Genannter Koerber sollte noch in anderer Weise geschichtsträchtig in die Annalen der Zeugen Jehovas-Geschichte eingehen. In der "Erwachet!"-Ausgabe vom 8. 11. 1964 wird von ihm beiläufig berichtet, dass er der Vertreter der "Watch Tower" in Washington sei. Das heißt, er repräsentierte dort für die Zeugen Jehovas deren Lobby-Verbindung zur amerikanischen Regierung. Eine solche Karriere war zu einem früheren Zeitpunkt für Koerber durchaus nicht voraussehbar. Im Gegenteil. Einige Zeit später - im Jahre 1935 - hatte Koerber mit Rutherford einen Streit der damit endete, dass ihm der weitere Zugang zur Brooklyner Zeugen Jehovas-Zentrale versagt wurde und er faktisch exkommuniziert wurde. Koerber hat diese Zäsur in seinem Leben relativ gut überstanden. Er begann danach wieder aktiv in der Immobilienbranche zu wirken und machte damit finanziell ein Vermögen. Anfangs der fünfziger Jahre war es jedoch sein Bestreben, wieder eine Rolle in der Religion spielen zu wollen. Seine Ambitionen, sich bei der Konkurrenzorganisation "Tagesanbruch-Bibelstudien-Vereinigung" einkaufen zu können, wurden von letzterer zurückgewiesen. Da besann sich Koerber im Jahre 1952 wieder auf das Zeugen Jehovas-Hauptbüro, mit dem er erneut direkten Kontakt aufnahm. Seine dortigen Gesprächspartner, in Kenntnis seiner Vergangenheit, ließen ihn kurzerhand abblitzen. Unter Bezugnahme auf amerikanische Quellen berichtet die Zeitschrift "Brücke zum Menschen" (Nr. 3/1997) über die Verwunderung, die einen WTG-Funktionär überfiel, der ihn kurz vorher einen amtlichen Korb verpasst hatte:

"Ein oder zwei Tage später, als ich in den Speisesaal des Bethels zum Essen ging, war ich sprachlos, denn auf dem Stuhl neben N. H. Knorr saß Anton Koerber als sein Gast. Nach dem Essen verließ ich den Raum und konnte immer noch kaum glauben, was ich gesehen hatte. Ich ging ins Foyer, und Koerber rief mich zu sich und zeigte zum Fenster hinaus auf einen neuen Wagen, der am Straßenrand geparkt war, und sagte: 'Schau den Cadillac auf der anderen Straßenseite - ich habe ihn Knorr geschenkt, und er kann jederzeit einen neuen haben, wenn er will'".

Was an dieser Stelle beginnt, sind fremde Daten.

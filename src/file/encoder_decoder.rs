//! File Encoder/Decoder
//!
//! Byte-addressable files on top of a `BlockStore`. Every stripe of
//! `stripe_size` content bytes is encoded into `total_size` symbols, each
//! stored as its own block.
//!
//! # Stripe Read
//!
//! ```text
//! keys ──► availability ──► erased ──► plan read set ──► fetch ──► decode
//!                              ▲                           │
//!                              └──── vanished blocks ◄─────┘
//! ```
//!
//! Writes are read-modify-write per stripe: uncovered bytes that exist in the
//! file are read back (decoding if needed), the stripe is re-encoded and all
//! of its symbols are stored under fresh keys.

use std::sync::Arc;

use tracing::{debug, info, instrument, warn};

use super::layout::{StripeLayout, StripeSpan};
use crate::ec::{locations_not_to_read, ErasureCode};
use crate::error::{Error, Result};
use crate::storage::{BlockKey, BlockStore, FileMetadata, StorageBackend, StoreConfig};

/// Symbols of one stripe after reading and decoding
#[derive(Debug)]
pub(super) struct StripeRead {
    /// All positions; only fetched and decoded ones are meaningful
    pub values: Vec<u8>,
    /// Positions that were unavailable and got decoded
    pub erased: Vec<usize>,
}

/// Erasure-coded file layer
pub struct FileEncoderDecoder {
    pub(super) code: Arc<dyn ErasureCode>,
    pub(super) store: BlockStore,
    pub(super) layout: StripeLayout,
}

impl std::fmt::Debug for FileEncoderDecoder {
    fn fmt(&self, f: &mut std::fmt::Formatter<'_>) -> std::fmt::Result {
        f.debug_struct("FileEncoderDecoder")
            .field("code", &self.code)
            .field("store", &self.store)
            .finish()
    }
}

impl FileEncoderDecoder {
    /// Bind a code to a backend. The store is sized for the code's stripes.
    pub async fn new(
        code: Arc<dyn ErasureCode>,
        backend: Arc<dyn StorageBackend>,
        config: StoreConfig,
    ) -> Result<Self> {
        let layout = StripeLayout::new(code.stripe_size(), code.parity_size());
        let store = BlockStore::open(backend, code.total_size(), config).await?;
        info!(
            "File layer ready: {:?}, buffer_size={}",
            code,
            store.buffer_size()
        );
        Ok(Self {
            code,
            store,
            layout,
        })
    }

    pub fn code(&self) -> &Arc<dyn ErasureCode> {
        &self.code
    }

    pub fn store(&self) -> &BlockStore {
        &self.store
    }

    pub fn layout(&self) -> StripeLayout {
        self.layout
    }

    // =========================================================================
    // Read
    // =========================================================================

    /// Read up to `out.len()` bytes at `offset`. Returns the number of bytes
    /// read, 0 past the end or for a missing file.
    #[instrument(skip(self, out), fields(size = out.len()))]
    pub async fn read_file(&self, path: &str, offset: u64, out: &mut [u8]) -> Result<usize> {
        let Some(metadata) = self.store.get_file_metadata(path).await? else {
            return Ok(0);
        };
        let contents_size = metadata.contents_size();
        if offset >= contents_size {
            return Ok(0);
        }
        let len = (out.len() as u64).min(contents_size - offset) as usize;
        if len == 0 {
            return Ok(0);
        }

        let parity = self.layout.parity_size();
        let total = self.layout.total_size();
        for span in self.layout.spans(offset, offset + len as u64) {
            let keys = metadata.stripe_keys(path, span.boundary, total)?;
            let wanted: Vec<usize> = span.data_range().map(|d| parity + d).collect();
            let stripe = self.read_stripe(keys, &wanted).await?;

            let dst = (span.file_offset + span.data_start as u64 - offset) as usize;
            out[dst..dst + span.len()]
                .copy_from_slice(&stripe.values[parity + span.data_start..parity + span.data_end]);
        }

        debug!("Read {} bytes of {} at {}", len, path, offset);
        Ok(len)
    }

    /// Whole contents of a file
    pub async fn read_to_end(&self, path: &str) -> Result<Vec<u8>> {
        let mut contents = vec![0u8; self.size_of_file(path).await? as usize];
        let read = self.read_file(path, 0, &mut contents).await?;
        contents.truncate(read);
        Ok(contents)
    }

    /// Read one stripe so that every position in `wanted` is known.
    ///
    /// Absent keys and unavailable blocks are erased. With any erasure the
    /// code's read set is fetched too and every erased position is decoded,
    /// so repair can pass an empty `wanted`.
    pub(super) async fn read_stripe(&self, keys: &[Option<BlockKey>], wanted: &[usize]) -> Result<StripeRead> {
        let total = self.layout.total_size();
        let mut values = vec![0u8; total];

        // Never written: sparse hole
        if keys.iter().all(Option::is_none) {
            return Ok(StripeRead {
                values,
                erased: Vec::new(),
            });
        }

        let present: Vec<(usize, BlockKey)> = keys
            .iter()
            .enumerate()
            .filter_map(|(p, key)| key.map(|k| (p, k)))
            .collect();
        let present_keys: Vec<BlockKey> = present.iter().map(|&(_, k)| k).collect();
        let available = self.store.availability(&present_keys).await?;

        let mut readable = vec![false; total];
        for (&(position, _), ok) in present.iter().zip(available) {
            readable[position] = ok;
        }
        let mut erased: Vec<usize> = (0..total).filter(|&p| !readable[p]).collect();

        loop {
            let to_read = if erased.is_empty() {
                Vec::new()
            } else {
                self.code.locations_to_read_for_decode(&erased)?
            };

            let mut fetch: Vec<usize> = to_read
                .iter()
                .chain(wanted)
                .copied()
                .filter(|p| !erased.contains(p))
                .collect();
            fetch.sort_unstable();
            fetch.dedup();

            let fetch_keys = fetch
                .iter()
                .map(|&p| {
                    keys[p].ok_or_else(|| Error::Internal(format!("position {} has no key", p)))
                })
                .collect::<Result<Vec<_>>>()?;
            let fetched = self.store.retrieve_blocks(&fetch_keys).await?;

            let vanished: Vec<usize> = fetch
                .iter()
                .zip(&fetched)
                .filter(|(_, value)| value.is_none())
                .map(|(&p, _)| p)
                .collect();
            if !vanished.is_empty() {
                debug!("Blocks at {:?} vanished, re-planning stripe", vanished);
                erased.extend(vanished);
                erased.sort_unstable();
                continue;
            }

            for (&p, value) in fetch.iter().zip(fetched) {
                values[p] = value.unwrap_or_default();
            }

            if !erased.is_empty() {
                let not_to_read = locations_not_to_read(total, &to_read);
                let mut recovered = vec![0u8; erased.len()];
                self.code
                    .decode(&values, &erased, &mut recovered, &to_read, &not_to_read)?;
                for (&p, value) in erased.iter().zip(recovered) {
                    values[p] = value;
                }
                debug!("Decoded {} erased positions from {:?}", erased.len(), to_read);
            }

            return Ok(StripeRead { values, erased });
        }
    }

    // =========================================================================
    // Write
    // =========================================================================

    /// Write `contents` at `offset`, growing the file if needed.
    #[instrument(skip(self, contents), fields(size = contents.len()))]
    pub async fn write_file(&self, path: &str, offset: u64, contents: &[u8]) -> Result<()> {
        let too_large = || Error::FileTooLarge {
            path: path.to_string(),
            offset,
            len: contents.len(),
        };
        let end = offset
            .checked_add(contents.len() as u64)
            .ok_or_else(too_large)?;

        let mut metadata = self
            .store
            .get_file_metadata(path)
            .await?
            .unwrap_or_default();
        let old_size = metadata.contents_size();
        let new_size = end.max(old_size);
        let key_count = self
            .layout
            .checked_next_boundary(new_size)
            .ok_or_else(too_large)?;
        metadata.grow_keys(key_count);

        // Stale bytes may follow the old end inside its stripe. A non-empty
        // write into that same stripe re-encodes it anyway.
        let stripe_size = self.layout.stripe_size();
        if offset > old_size && self.layout.lower_bytes_to_drop(old_size) != 0 {
            let tail = self.layout.spans(old_size, old_size + 1)[0];
            if contents.is_empty() || tail.boundary != self.layout.previous_boundary(offset) {
                let span = StripeSpan {
                    data_end: stripe_size,
                    ..tail
                };
                let zeros = vec![0u8; span.len()];
                self.write_stripe(path, &mut metadata, span, old_size, &zeros)
                    .await?;
            }
        }

        for span in self.layout.spans(offset, end) {
            let src = (span.file_offset + span.data_start as u64 - offset) as usize;
            self.write_stripe(path, &mut metadata, span, old_size, &contents[src..src + span.len()])
                .await?;
        }

        metadata.contents_size = new_size;
        self.store.flush_all().await?;
        self.store.set_file_metadata(path, &metadata).await?;

        info!(
            "Wrote {} bytes to {} at {} (size {} -> {})",
            contents.len(),
            path,
            offset,
            old_size,
            new_size
        );
        Ok(())
    }

    /// Re-encode one stripe with `source` over the span's data range.
    async fn write_stripe(
        &self,
        path: &str,
        metadata: &mut FileMetadata,
        span: StripeSpan,
        old_size: u64,
        source: &[u8],
    ) -> Result<()> {
        let stripe_size = self.layout.stripe_size();
        let parity_size = self.layout.parity_size();
        let total = self.layout.total_size();

        let mut data = vec![0u8; stripe_size];
        let keys = metadata.stripe_keys(path, span.boundary, total)?.to_vec();

        let preserved: Vec<usize> = (0..span.data_start)
            .chain(span.data_end..stripe_size)
            .filter(|&d| span.file_offset + (d as u64) < old_size)
            .collect();
        if !preserved.is_empty() && keys.iter().any(Option::is_some) {
            let wanted: Vec<usize> = preserved.iter().map(|&d| parity_size + d).collect();
            let values = self.preserved_symbols(path, &keys, &wanted).await?;
            for &d in &preserved {
                data[d] = values[parity_size + d];
            }
        }
        data[span.data_range()].copy_from_slice(source);

        let mut parity = vec![0u8; parity_size];
        self.code.encode(&data, &mut parity)?;

        let mut new_keys = Vec::with_capacity(total);
        for (position, &value) in parity.iter().chain(data.iter()).enumerate() {
            new_keys.push(Some(self.store.store_block(value, position).await?));
        }
        metadata
            .stripe_keys_mut(path, span.boundary, total)?
            .copy_from_slice(&new_keys);

        debug!("Encoded stripe {} of {}", span.boundary / total, path);
        Ok(())
    }

    /// Stripe values for preserved positions. Unrecoverable positions read
    /// as zero so writes always go through.
    async fn preserved_symbols(
        &self,
        path: &str,
        keys: &[Option<BlockKey>],
        wanted: &[usize],
    ) -> Result<Vec<u8>> {
        match self.read_stripe(keys, wanted).await {
            Ok(stripe) => Ok(stripe.values),
            Err(e) if e.is_unrecoverable_stripe() => {
                warn!("Zero-filling unrecoverable bytes of {}: {}", path, e);
                let mut values = vec![0u8; self.layout.total_size()];
                let present: Vec<(usize, BlockKey)> = wanted
                    .iter()
                    .filter_map(|&p| keys[p].map(|k| (p, k)))
                    .collect();
                let present_keys: Vec<BlockKey> = present.iter().map(|&(_, k)| k).collect();
                let fetched = self.store.retrieve_blocks(&present_keys).await?;
                for (&(p, _), value) in present.iter().zip(fetched) {
                    values[p] = value.unwrap_or_default();
                }
                Ok(values)
            }
            Err(e) => Err(e),
        }
    }

    // =========================================================================
    // Size
    // =========================================================================

    /// Logical size of a file, 0 if it does not exist
    pub async fn size_of_file(&self, path: &str) -> Result<u64> {
        Ok(self
            .store
            .get_file_metadata(path)
            .await?
            .map(|m| m.contents_size())
            .unwrap_or(0))
    }

    /// Shrink a file to at most `size` bytes. Blocks stay in the backend.
    #[instrument(skip(self))]
    pub async fn truncate(&self, path: &str, size: u64) -> Result<()> {
        let Some(mut metadata) = self.store.get_file_metadata(path).await? else {
            return Ok(());
        };
        let new_size = metadata.contents_size().min(size);
        metadata.contents_size = new_size;
        metadata
            .block_keys
            .truncate(self.layout.next_boundary(new_size));
        self.store.set_file_metadata(path, &metadata).await?;
        info!("Truncated {} to {} bytes", path, new_size);
        Ok(())
    }

    // =========================================================================
    // Store Pass-Through
    // =========================================================================

    /// Forget cached blocks and refresh the backend topology
    pub async fn clear_read_cache(&self) -> Result<()> {
        self.store.clear_read_cache().await
    }

    pub async fn disconnect(&self) -> Result<()> {
        self.store.disconnect().await
    }
}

Nach jener Episode war der Aufstieg des Koerber unaufhaltsam. Schon ein Jahr später, im Jahre 1953 trat er für die Öffentlichkeit sichtbar, als Vorsitzender des Internationalen Kongresses des Zeugen Jehovas im New Yorker Yankee-Stadion in Erscheinung. Die "Brücke zum Menschen" schließt ihren Bericht mit der Einschätzung:

"Die Tatsachen zeigen, dass Anton Koerber bei den 'Tagesanbruch-Bibelforschern' (dem 'bösen Sklaven') genauso glücklich gewesen wäre wie bei der Wachtturm-Gesellschaft (dem 'treuen und verständigen Sklaven'), solange er nur öffentlich Beifall erhalten konnte."